=== Begin Enclosure ===

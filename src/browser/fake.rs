//! In-memory page model for unit tests. Elements are node ids; a lookup
//! matches whatever nodes were registered under `(scope, selector)`.

use std::collections::{HashMap, HashSet};
use std::sync::Mutex;

use anyhow::{anyhow, bail, Result};
use async_trait::async_trait;

use super::Browser;

pub type NodeId = usize;

#[derive(Default)]
struct Page {
    next_id: NodeId,
    index: HashMap<(Option<NodeId>, String), Vec<NodeId>>,
    text: HashMap<NodeId, String>,
    attrs: HashMap<NodeId, HashMap<String, String>>,
    failing: HashSet<String>,
    click_targets: HashMap<NodeId, String>,
    url: String,
    source: String,
    fail_navigation: bool,
    navigations: Vec<String>,
    clicks: Vec<NodeId>,
    typed: Vec<(NodeId, String)>,
}

pub struct FakeBrowser {
    page: Mutex<Page>,
}

impl FakeBrowser {
    pub fn new() -> Self {
        Self {
            page: Mutex::new(Page {
                url: "about:blank".into(),
                ..Page::default()
            }),
        }
    }

    fn with<T>(&self, f: impl FnOnce(&mut Page) -> T) -> T {
        let mut guard = self.page.lock().unwrap();
        f(&mut guard)
    }

    fn insert(&self, scope: Option<NodeId>, selector: &str, text: &str) -> NodeId {
        self.with(|page| {
            let id = page.next_id;
            page.next_id += 1;
            page.index
                .entry((scope, selector.to_string()))
                .or_default()
                .push(id);
            page.text.insert(id, text.to_string());
            id
        })
    }

    pub fn add_root(&self, selector: &str, text: &str) -> NodeId {
        self.insert(None, selector, text)
    }

    pub fn add_child(&self, parent: NodeId, selector: &str, text: &str) -> NodeId {
        self.insert(Some(parent), selector, text)
    }

    /// Make an existing node also match `selector` within `scope`.
    pub fn alias(&self, scope: Option<NodeId>, selector: &str, node: NodeId) {
        self.with(|page| {
            page.index
                .entry((scope, selector.to_string()))
                .or_default()
                .push(node)
        });
    }

    pub fn set_attr(&self, node: NodeId, name: &str, value: &str) {
        self.with(|page| {
            page.attrs
                .entry(node)
                .or_default()
                .insert(name.to_string(), value.to_string());
        });
    }

    pub fn fail_selector(&self, selector: &str) {
        self.with(|page| page.failing.insert(selector.to_string()));
    }

    pub fn set_url(&self, url: &str) {
        self.with(|page| page.url = url.to_string());
    }

    pub fn set_page_source(&self, source: &str) {
        self.with(|page| page.source = source.to_string());
    }

    /// Clicking `node` moves the page to `url`.
    pub fn on_click_navigate(&self, node: NodeId, url: &str) {
        self.with(|page| page.click_targets.insert(node, url.to_string()));
    }

    pub fn fail_navigation(&self, fail: bool) {
        self.with(|page| page.fail_navigation = fail);
    }

    pub fn navigations(&self) -> Vec<String> {
        self.with(|page| page.navigations.clone())
    }

    pub fn clicks(&self) -> Vec<NodeId> {
        self.with(|page| page.clicks.clone())
    }

    pub fn typed(&self) -> Vec<(NodeId, String)> {
        self.with(|page| page.typed.clone())
    }

    fn lookup(&self, selector: &str, scope: Option<&NodeId>) -> Result<Vec<NodeId>> {
        self.with(|page| {
            if page.failing.contains(selector) {
                bail!("stale element while resolving {selector}");
            }
            Ok(page
                .index
                .get(&(scope.copied(), selector.to_string()))
                .cloned()
                .unwrap_or_default())
        })
    }
}

#[async_trait]
impl Browser for FakeBrowser {
    type Element = NodeId;

    async fn navigate(&self, url: &str) -> Result<()> {
        self.with(|page| {
            page.navigations.push(url.to_string());
            if page.fail_navigation {
                bail!("net::ERR_CONNECTION_RESET navigating to {url}");
            }
            page.url = url.to_string();
            Ok(())
        })
    }

    async fn find(&self, selector: &str, scope: Option<&NodeId>) -> Result<Option<NodeId>> {
        Ok(self.lookup(selector, scope)?.into_iter().next())
    }

    async fn find_all(&self, selector: &str, scope: Option<&NodeId>) -> Result<Vec<NodeId>> {
        self.lookup(selector, scope)
    }

    async fn read_text(&self, element: &NodeId) -> Result<String> {
        self.with(|page| {
            page.text
                .get(element)
                .cloned()
                .ok_or_else(|| anyhow!("node {element} detached"))
        })
    }

    async fn read_attribute(&self, element: &NodeId, name: &str) -> Result<Option<String>> {
        Ok(self.with(|page| page.attrs.get(element).and_then(|a| a.get(name).cloned())))
    }

    async fn click(&self, element: &NodeId) -> Result<()> {
        self.with(|page| {
            page.clicks.push(*element);
            if let Some(url) = page.click_targets.get(element).cloned() {
                page.url = url;
            }
        });
        Ok(())
    }

    async fn type_text(&self, element: &NodeId, text: &str) -> Result<()> {
        self.with(|page| page.typed.push((*element, text.to_string())));
        Ok(())
    }

    async fn snapshot(&self) -> Result<Vec<u8>> {
        Ok(b"\x89PNG fake".to_vec())
    }

    async fn page_source(&self) -> Result<String> {
        Ok(self.with(|page| page.source.clone()))
    }

    async fn current_url(&self) -> Result<String> {
        Ok(self.with(|page| page.url.clone()))
    }

    async fn close(&self) -> Result<()> {
        Ok(())
    }
}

=== End Enclosure ===

Each line of the data must be returned exactly.

Response box:
filename src/browser/fake.rs
//! In-memory page model for unit tests. Elements are node ids; a lookup
//! matches whatever nodes were registered under `(scope, selector)`.

use std::collections::{HashMap, HashSet};
use std::sync::Mutex;

use anyhow::{anyhow, bail, Result};
use async_trait::async_trait;

use super::Browser;

pub type NodeId = usize;

#[derive(Default)]
struct Page {
    next_id: NodeId,
    index: HashMap<(Option<NodeId>, String), Vec<NodeId>>,
    text: HashMap<NodeId, String>,
    attrs: HashMap<NodeId, HashMap<String, String>>,
    failing: HashSet<String>,
    click_targets: HashMap<NodeId, String>,
    url: String,
    source: String,
    fail_navigation: bool,
    navigations: Vec<String>,
    clicks: Vec<NodeId>,
    typed: Vec<(NodeId, String)>,
}

pub struct FakeBrowser {
    page: Mutex<Page>,
}

impl FakeBrowser {
    pub fn new() -> Self {
        Self {
            page: Mutex::new(Page {
                url: "about:blank".into(),
                ..Page::default()
            }),
        }
    }

    fn with<T>(&self, f: impl FnOnce(&mut Page) -> T) -> T {
        let mut guard = self.page.lock().unwrap();
        f(&mut guard)
    }

    fn insert(&self, scope: Option<NodeId>, selector: &str, text: &str) -> NodeId {
        self.with(|page| {
            let id = page.next_id;
            page.next_id += 1;
            page.index
                .entry((scope, selector.to_string()))
                .or_default()
                .push(id);
            page.text.insert(id, text.to_string());
            id
        })
    }

    pub fn add_root(&self, selector: &str, text: &str) -> NodeId {
        self.insert(None, selector, text)
    }

    pub fn add_child(&self, parent: NodeId, selector: &str, text: &str) -> NodeId {
        self.insert(Some(parent), selector, text)
    }

    /// Make an existing node also match `selector` within `scope`.
    pub fn alias(&self, scope: Option<NodeId>, selector: &str, node: NodeId) {
        self.with(|page| {
            page.index
                .entry((scope, selector.to_string()))
                .or_default()
                .push(node)
        });
    }

    pub fn set_attr(&self, node: NodeId, name: &str, value: &str) {
        self.with(|page| {
            page.attrs
                .entry(node)
                .or_default()
                .insert(name.to_string(), value.to_string());
        });
    }

    pub fn fail_selector(&self, selector: &str) {
        self.with(|page| page.failing.insert(selector.to_string()));
    }

    pub fn set_url(&self, url: &str) {
        self.with(|page| page.url = url.to_string());
    }

    pub fn set_page_source(&self, source: &str) {
        self.with(|page| page.source = source.to_string());
    }

    /// Clicking `node` moves the page to `url`.
    pub fn on_click_navigate(&self, node: NodeId, url: &str) {
        self.with(|page| page.click_targets.insert(node, url.to_string()));
    }

    pub fn fail_navigation(&self, fail: bool) {
        self.with(|page| page.fail_navigation = fail);
    }

    pub fn navigations(&self) -> Vec<String> {
        self.with(|page| page.navigations.clone())
    }

    pub fn clicks(&self) -> Vec<NodeId> {
        self.with(|page| page.clicks.clone())
    }

    pub fn typed(&self) -> Vec<(NodeId, String)> {
        self.with(|page| page.typed.clone())
    }

    fn lookup(&self, selector: &str, scope: Option<&NodeId>) -> Result<Vec<NodeId>> {
        self.with(|page| {
            if page.failing.contains(selector) {
                bail!("stale element while resolving {selector}");
            }
            Ok(page
                .index
                .get(&(scope.copied(), selector.to_string()))
                .cloned()
                .unwrap_or_default())
        })
    }
}

#[async_trait]
impl Browser for FakeBrowser {
    type Element = NodeId;

    async fn navigate(&self, url: &str) -> Result<()> {
        self.with(|page| {
            page.navigations.push(url.to_string());
            if page.fail_navigation {
                bail!("net::ERR_CONNECTION_RESET navigating to {url}");
            }
            page.url = url.to_string();
            Ok(())
        })
    }

    async fn find(&self, selector: &str, scope: Option<&NodeId>) -> Result<Option<NodeId>> {
        Ok(self.lookup(selector, scope)?.into_iter().next())
    }

    async fn find_all(&self, selector: &str, scope: Option<&NodeId>) -> Result<Vec<NodeId>> {
        self.lookup(selector, scope)
    }

    async fn read_text(&self, element: &NodeId) -> Result<String> {
        self.with(|page| {
            page.text
                .get(element)
                .cloned()
                .ok_or_else(|| anyhow!("node {element} detached"))
        })
    }

    async fn read_attribute(&self, element: &NodeId, name: &str) -> Result<Option<String>> {
        Ok(self.with(|page| page.attrs.get(element).and_then(|a| a.get(name).cloned())))
    }

    async fn click(&self, element: &NodeId) -> Result<()> {
        self.with(|page| {
            page.clicks.push(*element);
            if let Some(url) = page.click_targets.get(element).cloned() {
                page.url = url;
            }
        });
        Ok(())
    }

    async fn type_text(&self, element: &NodeId, text: &str) -> Result<()> {
        self.with(|page| page.typed.push((*element, text.to_string())));
        Ok(())
    }

    async fn snapshot(&self) -> Result<Vec<u8>> {
        Ok(b"\x89PNG fake".to_vec())
    }

    async fn page_source(&self) -> Result<String> {
        Ok(self.with(|page| page.source.clone()))
    }

    async fn current_url(&self) -> Result<String> {
        Ok(self.with(|page| page.url.clone()))
    }

    async fn close(&self) -> Result<()> {
        Ok(())
    }
}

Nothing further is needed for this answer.